Assignment:
Do any lines in the data below contain "ClientJobStore"? If so, copy every one of them.

Records provided:
———
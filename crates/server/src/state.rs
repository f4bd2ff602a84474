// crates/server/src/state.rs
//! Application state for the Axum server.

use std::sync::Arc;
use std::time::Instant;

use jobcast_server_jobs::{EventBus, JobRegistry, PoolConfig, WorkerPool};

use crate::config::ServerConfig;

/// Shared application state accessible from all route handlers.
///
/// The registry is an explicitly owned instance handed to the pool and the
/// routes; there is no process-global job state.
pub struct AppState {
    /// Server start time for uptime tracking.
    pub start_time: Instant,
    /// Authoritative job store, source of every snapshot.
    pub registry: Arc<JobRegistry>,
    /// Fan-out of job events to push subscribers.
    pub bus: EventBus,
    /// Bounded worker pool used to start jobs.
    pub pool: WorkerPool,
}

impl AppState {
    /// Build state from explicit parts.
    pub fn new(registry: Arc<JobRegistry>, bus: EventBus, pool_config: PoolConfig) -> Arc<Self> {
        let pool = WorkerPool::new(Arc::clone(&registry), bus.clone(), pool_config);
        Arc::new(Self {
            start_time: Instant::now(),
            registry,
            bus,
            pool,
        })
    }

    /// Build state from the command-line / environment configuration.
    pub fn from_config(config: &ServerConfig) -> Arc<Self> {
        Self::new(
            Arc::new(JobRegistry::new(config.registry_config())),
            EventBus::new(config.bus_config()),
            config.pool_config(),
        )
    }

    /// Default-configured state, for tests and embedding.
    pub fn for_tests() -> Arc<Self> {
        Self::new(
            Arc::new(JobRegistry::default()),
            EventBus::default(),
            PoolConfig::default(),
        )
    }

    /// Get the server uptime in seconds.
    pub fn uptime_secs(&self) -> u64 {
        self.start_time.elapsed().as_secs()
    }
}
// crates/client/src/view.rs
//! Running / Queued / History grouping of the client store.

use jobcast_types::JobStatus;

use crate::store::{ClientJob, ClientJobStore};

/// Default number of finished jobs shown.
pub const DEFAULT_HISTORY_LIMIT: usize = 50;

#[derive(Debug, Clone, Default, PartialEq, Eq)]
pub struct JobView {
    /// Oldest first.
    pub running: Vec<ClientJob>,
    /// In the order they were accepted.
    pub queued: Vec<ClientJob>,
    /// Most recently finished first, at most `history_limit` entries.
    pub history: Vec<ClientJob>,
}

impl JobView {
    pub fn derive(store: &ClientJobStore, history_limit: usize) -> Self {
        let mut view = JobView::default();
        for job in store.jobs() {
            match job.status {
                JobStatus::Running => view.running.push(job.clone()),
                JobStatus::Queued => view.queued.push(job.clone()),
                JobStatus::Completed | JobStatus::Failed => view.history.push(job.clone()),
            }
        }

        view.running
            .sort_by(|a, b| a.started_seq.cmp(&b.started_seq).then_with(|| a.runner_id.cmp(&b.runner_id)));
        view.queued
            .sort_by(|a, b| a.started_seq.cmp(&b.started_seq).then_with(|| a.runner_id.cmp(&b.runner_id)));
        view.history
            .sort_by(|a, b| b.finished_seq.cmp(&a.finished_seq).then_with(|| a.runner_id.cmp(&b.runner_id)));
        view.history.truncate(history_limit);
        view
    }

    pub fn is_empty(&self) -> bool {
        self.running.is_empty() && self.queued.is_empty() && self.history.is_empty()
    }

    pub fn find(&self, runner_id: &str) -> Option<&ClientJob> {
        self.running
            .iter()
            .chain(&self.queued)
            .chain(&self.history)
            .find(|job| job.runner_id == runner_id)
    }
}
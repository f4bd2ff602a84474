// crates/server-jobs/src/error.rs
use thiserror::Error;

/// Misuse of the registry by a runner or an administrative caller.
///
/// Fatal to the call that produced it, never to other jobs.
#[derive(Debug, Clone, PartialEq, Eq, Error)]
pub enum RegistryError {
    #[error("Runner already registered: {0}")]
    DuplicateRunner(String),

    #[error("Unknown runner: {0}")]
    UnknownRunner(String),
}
———
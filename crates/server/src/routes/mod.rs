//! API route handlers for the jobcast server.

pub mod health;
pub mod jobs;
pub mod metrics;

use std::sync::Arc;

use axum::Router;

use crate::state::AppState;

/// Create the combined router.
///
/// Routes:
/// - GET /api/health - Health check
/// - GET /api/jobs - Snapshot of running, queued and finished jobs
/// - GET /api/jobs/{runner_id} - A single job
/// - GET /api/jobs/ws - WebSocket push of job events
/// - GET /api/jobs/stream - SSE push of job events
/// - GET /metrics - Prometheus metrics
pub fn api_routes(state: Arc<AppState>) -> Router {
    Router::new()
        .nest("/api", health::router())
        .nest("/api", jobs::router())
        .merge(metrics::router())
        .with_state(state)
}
———
Answer to the problem:
use crate::store::{ClientJob, ClientJobStore};
    pub fn derive(store: &ClientJobStore, history_limit: usize) -> Self {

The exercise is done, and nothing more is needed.